During the initial funding period for this proposal, we made substantial progress in developing novel model systems to identify the specific aspects of T cell homeostasis that are influenced by IFN-gamma. Strikingly, these studies reveal that IFN-gamma produced after infection is able to regulate the initial expansion of antigen-specific CD8 T cells, the contraction phase and the rate at which T cells acquire memory characteristics. These data underlie and support our overall hypothesis for the current proposal, that that IFN-gamma is a major regulator of T cell homeostasis after infection. In this proposal, we will employ the model systems we developed in the preceding funding period to address the cellular and molecular basis for IFN-gamma regulation of T cell contraction. In addition, we will extend our studies to address the cross- talk between IFN-alpha-beta receptor and IFN-gamma receptor signaling in regulating the expansion of CDS T cells after infection. Our long-term goal is to understand how IFN-gamma and other signaling molecules regulate specific aspects of T cell homeostasis, such that this information can be used to enhance the T cell response to vaccination. Improvements in vaccination will allow the most cost effectiveand widespread defense against infectious disease.

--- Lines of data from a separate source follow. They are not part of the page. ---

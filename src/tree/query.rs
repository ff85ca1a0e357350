// Copyright 2025-present Harīṣh Tummalachērla
// SPDX-License-Identifier: Apache-2.0

//! Range queries with triangle-inequality pruning.
//!
//! At a node whose word sits at distance `dis` from the query, a child hung
//! on edge key `k` roots a subtree of words that are all exactly `k` away from
//! the node. The triangle inequality puts every one of them at least
//! `|dis - k|` away from the query, so only keys in
//! `[dis - max, dis + max]` can lead anywhere. Everything else is skipped
//! without evaluating the metric.
//!
//! The traversal only ever tests children. The word the search starts at (the
//! tree root) is never compared against the window and never returned.
//!
//! An explicit stack replaces recursion. Popping a node reports it and pushes
//! its in-window children in descending key order, which yields the same
//! pre-order, ascending-key sequence the recursive form produces.

use serde::Serialize;

use super::node::Node;
use crate::error::QueryError;
use crate::fuzzy::Metric;

/// A validated `[min, max]` distance window, both ends inclusive.
#[derive(Debug, Clone, Copy, PartialEq, Eq, Hash, Serialize)]
pub struct QueryWindow {
    min: usize,
    max: usize,
}

impl QueryWindow {
    /// Window `[min, max]`. Fails when `min > max`.
    pub fn new(min: usize, max: usize) -> Result<Self, QueryError> {
        if min > max {
            return Err(QueryError::InvertedWindow { min, max });
        }
        Ok(Self { min, max })
    }

    /// Window `[0, max]`.
    pub fn up_to(max: usize) -> Self {
        Self { min: 0, max }
    }

    /// Window from signed bounds, for front ends that parse untrusted numbers.
    pub fn from_signed(min: i64, max: i64) -> Result<Self, QueryError> {
        let max = non_negative("maximum", max)?;
        let min = non_negative("minimum", min)?;
        Self::new(min, max)
    }

    pub fn min(&self) -> usize {
        self.min
    }

    pub fn max(&self) -> usize {
        self.max
    }

    #[inline]
    pub fn contains(&self, distance: usize) -> bool {
        self.min <= distance && distance <= self.max
    }
}

fn non_negative(which: &'static str, value: i64) -> Result<usize, QueryError> {
    if value < 0 {
        return Err(QueryError::NegativeDistance { which, value });
    }
    // Anything past usize::MAX is wider than any possible distance
    Ok(usize::try_from(value).unwrap_or(usize::MAX))
}

/// Counters describing how much work a query did.
#[derive(Debug, Clone, Copy, Default, PartialEq, Eq, Serialize)]
pub struct QueryStats {
    /// Metric evaluations, the root included.
    pub evaluated: usize,
    /// Child subtrees skipped because their edge key fell outside the window.
    pub pruned: usize,
    /// Words returned.
    pub matched: usize,
}

pub(crate) struct RangeQuery<'q, M> {
    pub(crate) metric: &'q M,
    pub(crate) query: &'q str,
    pub(crate) window: QueryWindow,
}

impl<M: Metric> RangeQuery<'_, M> {
    pub(crate) fn run<'t>(&self, root: &'t Node) -> (Vec<&'t str>, QueryStats) {
        let mut matches = Vec::new();
        let mut stats = QueryStats::default();
        let mut pending: Vec<(&'t Node, usize)> = Vec::new();

        stats.evaluated += 1;
        let root_distance = self.metric.distance(self.query, &root.word);
        self.push_children(root, root_distance, &mut pending, &mut stats);

        while let Some((node, dist)) = pending.pop() {
            if self.window.contains(dist) {
                matches.push(node.word.as_str());
            }
            self.push_children(node, dist, &mut pending, &mut stats);
        }

        stats.matched = matches.len();
        (matches, stats)
    }

    fn push_children<'t>(
        &self,
        node: &'t Node,
        dist: usize,
        pending: &mut Vec<(&'t Node, usize)>,
        stats: &mut QueryStats,
    ) {
        let low = dist.saturating_sub(self.window.max);
        let high = dist.saturating_add(self.window.max);

        let mut reachable = 0;
        for child in node.children.range(low..=high).rev().map(|(_, child)| &**child) {
            stats.evaluated += 1;
            reachable += 1;
            pending.push((child, self.metric.distance(self.query, &child.word)));
        }
        stats.pruned += node.children.len() - reachable;
    }
}
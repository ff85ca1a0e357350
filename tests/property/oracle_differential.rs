//! Differential tests: pruned BK-tree queries against a linear scan.
//!
//! If the pruning window ever cut a subtree holding a match, the tree would
//! return fewer words than the scan. Results are compared as multisets; the
//! traversal order is checked separately in the unit tests.

use proptest::prelude::*;

use bkvocab::{query_batch, BkTree, QueryWindow};

use crate::common::sorted;
use crate::oracles::{oracle_range_query, vocabulary_strategy, window_strategy, word_strategy};

proptest! {
    /// Property: query returns exactly the in-window non-root words
    #[test]
    fn prop_query_matches_linear_scan(
        words in vocabulary_strategy(),
        query in word_strategy(),
        window in window_strategy(),
    ) {
        let tree = BkTree::from_words(words.iter().cloned());
        let actual = sorted(tree.query_window(&query, window));
        let expected = sorted(oracle_range_query(&words, &query, window));
        prop_assert_eq!(actual, expected);
    }

    /// Property: querying with a stored word finds every other copy of it
    #[test]
    fn prop_stored_word_finds_its_duplicates(
        words in vocabulary_strategy(),
        pick in any::<prop::sample::Index>(),
    ) {
        prop_assume!(!words.is_empty());
        let tree = BkTree::from_words(words.iter().cloned());
        let target = &words[pick.index(words.len())];
        let exact = tree.query_window(target, QueryWindow::up_to(0));
        let copies = words.iter().skip(1).filter(|w| *w == target).count();
        prop_assert_eq!(exact.len(), copies);
    }

    /// Property: a stricter window returns a subset
    #[test]
    fn prop_narrower_window_is_subset(
        words in vocabulary_strategy(),
        query in word_strategy(),
        max in 0usize..4,
    ) {
        let tree = BkTree::from_words(words.iter().cloned());
        let wide = tree.query_window(&query, QueryWindow::up_to(max + 1));
        let narrow = tree.query_window(&query, QueryWindow::up_to(max));
        for word in &narrow {
            prop_assert!(wide.contains(word));
        }
        prop_assert!(narrow.len() <= wide.len());
    }

    /// Property: batch results equal one query at a time
    #[test]
    fn prop_batch_matches_single(
        words in vocabulary_strategy(),
        queries in prop::collection::vec(word_strategy(), 0..8),
        window in window_strategy(),
    ) {
        let tree = BkTree::from_words(words.iter().cloned());
        let batch = query_batch(&tree, &queries, window);
        prop_assert_eq!(batch.len(), queries.len());
        for (query, result) in queries.iter().zip(batch) {
            prop_assert_eq!(result, tree.query_window(query, window));
        }
    }
}
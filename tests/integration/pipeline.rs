//! Vocabulary → tree → queries, end to end.

use std::fs;

use bkvocab::{query_batch, BkTree, QueryWindow, Vocabulary};
use tempfile::tempdir;

use crate::common::{sorted, DEMO_WORDS, UNICODE_WORDS};

fn tree_from_file(contents: &str) -> BkTree {
    let dir = tempdir().unwrap();
    let path = dir.path().join("vocab.txt");
    fs::write(&path, contents).unwrap();
    BkTree::from_words(Vocabulary::load(&path).unwrap())
}

#[test]
fn test_file_to_query() {
    let tree = tree_from_file(&DEMO_WORDS.join("\n"));
    assert_eq!(tree.query("fame", 2, 2).unwrap(), vec!["gate", "home"]);
}

#[test]
fn test_empty_file_to_query() {
    let tree = tree_from_file("");
    assert!(tree.query("fame", 3, 0).unwrap().is_empty());
}

#[test]
fn test_batch_over_loaded_vocabulary() {
    let tree = tree_from_file(&DEMO_WORDS.join("\n"));
    let queries = Vocabulary::from_lines("fame\ngam\nxyz\n").into_words();
    let results = query_batch(&tree, &queries, QueryWindow::up_to(1));
    assert_eq!(
        results,
        vec![
            vec!["fame", "same", "ame", "frame"],
            vec!["gay"],
            Vec::new(),
        ]
    );
}

#[test]
fn test_unicode_vocabulary() {
    let tree = BkTree::from_words(UNICODE_WORDS);
    // Root "café" excluded; "cafe" is one substitution away
    assert_eq!(tree.query("café", 1, 0).unwrap(), vec!["cafe"]);
    assert_eq!(sorted(tree.query("naive", 1, 1).unwrap()), vec!["naïve"]);
    assert_eq!(sorted(tree.query("東都", 1, 0).unwrap()), vec!["京都", "東京"]);
}

#[cfg(feature = "unicode-normalization")]
#[test]
fn test_normalization_merges_decomposed_forms() {
    let decomposed = Vocabulary::from_lines("root\ncafe\u{301}\n");
    let raw = BkTree::from_words(decomposed.clone());
    assert!(raw.query("caf\u{e9}", 0, 0).unwrap().is_empty());

    let normalized = BkTree::from_words(decomposed.normalized());
    assert_eq!(
        normalized.query(&bkvocab::normalize("caf\u{e9}"), 0, 0).unwrap(),
        vec!["caf\u{e9}"]
    );
}
// Copyright 2025-present Harīṣh Tummalachērla
// SPDX-License-Identifier: Apache-2.0

//! Fuzz target for the edit-distance metric.
//!
//! The tree prunes with the triangle inequality, so a metric that breaks any
//! of the axioms silently drops matches.

#![no_main]

use arbitrary::Arbitrary;
use bkvocab::distance;
use libfuzzer_sys::fuzz_target;

#[derive(Debug, Arbitrary)]
struct MetricInput {
    a: String,
    b: String,
    c: String,
}

/// Keep the quadratic DP fast enough for the fuzzer.
fn cap(s: &str) -> String {
    s.chars().take(40).collect()
}

fuzz_target!(|input: MetricInput| {
    let (a, b, c) = (cap(&input.a), cap(&input.b), cap(&input.c));
    let ab = distance(&a, &b);
    let bc = distance(&b, &c);
    let ac = distance(&a, &c);

    // INVARIANT 1: identity
    assert_eq!(distance(&a, &a), 0, "d(a, a) != 0 for a={:?}", a);
    assert_eq!(ab == 0, a == b, "d(a, b) = 0 iff a == b, a={:?} b={:?}", a, b);

    // INVARIANT 2: symmetry
    assert_eq!(ab, distance(&b, &a), "asymmetric for a={:?} b={:?}", a, b);

    // INVARIANT 3: triangle inequality
    assert!(
        ac <= ab + bc,
        "d(a,c)={} > d(a,b)+d(b,c)={} for {:?} {:?} {:?}",
        ac,
        ab + bc,
        a,
        b,
        c
    );

    // INVARIANT 4: bounded by lengths
    let (la, lb) = (a.chars().count(), b.chars().count());
    assert!(ab >= la.abs_diff(lb), "d={} below length difference", ab);
    assert!(ab <= la.max(lb), "d={} above longer length", ab);
});
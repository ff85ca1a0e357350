// Copyright 2025-present Harīṣh Tummalachērla
// SPDX-License-Identifier: Apache-2.0

//! Many queries against one built tree.
//!
//! A built tree is only read, so queries are independent. With the `parallel`
//! feature they run on rayon's pool; without it, one after another. Either way
//! the output lines up with the input: `results[i]` answers `queries[i]`.

#[cfg(feature = "parallel")]
use rayon::prelude::*;
use tracing::debug;

use crate::fuzzy::Metric;
use crate::tree::{BkTree, QueryWindow};

/// Run every query in `queries` over the same window.
#[cfg(feature = "parallel")]
pub fn query_batch<'t, M, Q>(
    tree: &'t BkTree<M>,
    queries: &[Q],
    window: QueryWindow,
) -> Vec<Vec<&'t str>>
where
    M: Metric + Sync,
    Q: AsRef<str> + Sync,
{
    debug!(queries = queries.len(), "running parallel batch");
    queries
        .par_iter()
        .map(|query| tree.query_window(query.as_ref(), window))
        .collect()
}

/// Run every query in `queries` over the same window.
#[cfg(not(feature = "parallel"))]
pub fn query_batch<'t, M, Q>(
    tree: &'t BkTree<M>,
    queries: &[Q],
    window: QueryWindow,
) -> Vec<Vec<&'t str>>
where
    M: Metric,
    Q: AsRef<str>,
{
    debug!(queries = queries.len(), "running sequential batch");
    queries
        .iter()
        .map(|query| tree.query_window(query.as_ref(), window))
        .collect()
}
// Copyright 2025-present Harīṣh Tummalachērla
// SPDX-License-Identifier: Apache-2.0

//! Levenshtein edit distance over Unicode scalar values.
//!
//! The classic Wagner-Fischer table, kept to a single row. The row runs over
//! the shorter string, so memory is `O(min(|a|, |b|))` while the result is
//! identical to filling the whole `(|a|+1) × (|b|+1)` table.
//!
//! Every property the BK-tree leans on holds here:
//! - `distance(a, a) == 0`
//! - `distance(a, b) == distance(b, a)`
//! - `distance(a, c) <= distance(a, b) + distance(b, c)`
//! - `distance(a, b) >= |len(a) - len(b)|`

/// Minimum number of single-character insertions, deletions or substitutions
/// turning `a` into `b`.
///
/// Characters are compared as `char`s. A grapheme cluster built from several
/// code points (an accent written as a combining mark, most emoji sequences)
/// counts as several units. Normalize both sides first if that matters, see
/// [`crate::Vocabulary::normalized`].
///
/// ```
/// assert_eq!(bkvocab::distance("kitten", "sitting"), 3);
/// assert_eq!(bkvocab::distance("", "abc"), 3);
/// ```
pub fn distance(a: &str, b: &str) -> usize {
    // Use character counts, not byte lengths, for Unicode correctness
    let a: Vec<char> = a.chars().collect();
    let b: Vec<char> = b.chars().collect();

    let (long, short) = if a.len() >= b.len() { (a, b) } else { (b, a) };
    if short.is_empty() {
        return long.len();
    }

    // row[j] holds dp[i][j] for the current i
    let mut row: Vec<usize> = (0..=short.len()).collect();
    for (i, lc) in long.iter().enumerate() {
        let mut diagonal = row[0];
        row[0] = i + 1;

        for (j, sc) in short.iter().enumerate() {
            let above = row[j + 1];
            row[j + 1] = if lc == sc {
                diagonal
            } else {
                1 + diagonal.min(row[j]).min(above)
            };
            diagonal = above;
        }
    }

    row[short.len()]
}

/// A distance function the tree can be built over.
///
/// Implementations must be a metric: zero exactly on equal inputs, symmetric,
/// and satisfying the triangle inequality. Range queries prune subtrees on the
/// strength of that last property, so a non-metric silently loses matches.
pub trait Metric {
    fn distance(&self, a: &str, b: &str) -> usize;
}

/// Unit-cost Levenshtein distance, the default tree metric.
#[derive(Debug, Clone, Copy, Default, PartialEq, Eq)]
pub struct Levenshtein;

impl Metric for Levenshtein {
    #[inline]
    fn distance(&self, a: &str, b: &str) -> usize {
        distance(a, b)
    }
}

impl<F> Metric for F
where
    F: Fn(&str, &str) -> usize,
{
    #[inline]
    fn distance(&self, a: &str, b: &str) -> usize {
        self(a, b)
    }
}
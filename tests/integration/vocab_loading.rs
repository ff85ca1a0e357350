//! Loading vocabularies from files.

use std::fs;

use bkvocab::{VocabError, Vocabulary};
use tempfile::tempdir;

use crate::common::DEMO_WORDS;

#[test]
fn test_load_text_file() {
    let dir = tempdir().unwrap();
    let path = dir.path().join("words.txt");
    fs::write(&path, DEMO_WORDS.join("\n")).unwrap();

    let vocab = Vocabulary::load(&path).unwrap();
    assert_eq!(vocab.len(), DEMO_WORDS.len());
    assert_eq!(vocab.into_words(), DEMO_WORDS);
}

#[test]
fn test_load_text_file_with_crlf_and_blank_lines() {
    let dir = tempdir().unwrap();
    let path = dir.path().join("words.txt");
    fs::write(&path, "game\r\n\r\nfame\r\nsame\r\n").unwrap();

    let vocab = Vocabulary::load(&path).unwrap();
    assert_eq!(vocab.into_words(), vec!["game", "fame", "same"]);
}

#[test]
fn test_load_json_file() {
    let dir = tempdir().unwrap();
    let path = dir.path().join("words.JSON");
    fs::write(&path, serde_json::to_string(&DEMO_WORDS).unwrap()).unwrap();

    let vocab = Vocabulary::load(&path).unwrap();
    assert_eq!(vocab.into_words(), DEMO_WORDS);
}

#[test]
fn test_load_json_with_non_string_entry() {
    let dir = tempdir().unwrap();
    let path = dir.path().join("words.json");
    fs::write(&path, r#"["game", null, "fame"]"#).unwrap();

    let err = Vocabulary::load(&path).unwrap_err();
    assert!(matches!(err, VocabError::NonStringEntry { index: 1, .. }));
    assert_eq!(err.to_string(), "vocabulary entry 1 is not a string: null");
}

#[test]
fn test_load_missing_file() {
    let dir = tempdir().unwrap();
    let err = Vocabulary::load(&dir.path().join("missing.txt")).unwrap_err();
    assert!(matches!(err, VocabError::Io(_)));
}

#[test]
fn test_empty_file_is_empty_vocabulary() {
    let dir = tempdir().unwrap();
    let path = dir.path().join("empty.txt");
    fs::write(&path, "").unwrap();

    let vocab = Vocabulary::load(&path).unwrap();
    assert!(vocab.is_empty());
}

We will address our long-term goal through the following specific aims:
Specific Aim 1. Determine the timing, source, quantity and cellular targets of IFN-gamma required to regulate CDST cell contraction.
Specific Aim 2. Determine if IFN-gamma regulates T cell contraction through p53 and/or IL-18 signaling.
Specific Aim 3. Determine the requirements for IFN-alpha-beta and IFN-gamma signaling in regulating CDS T cell expansion.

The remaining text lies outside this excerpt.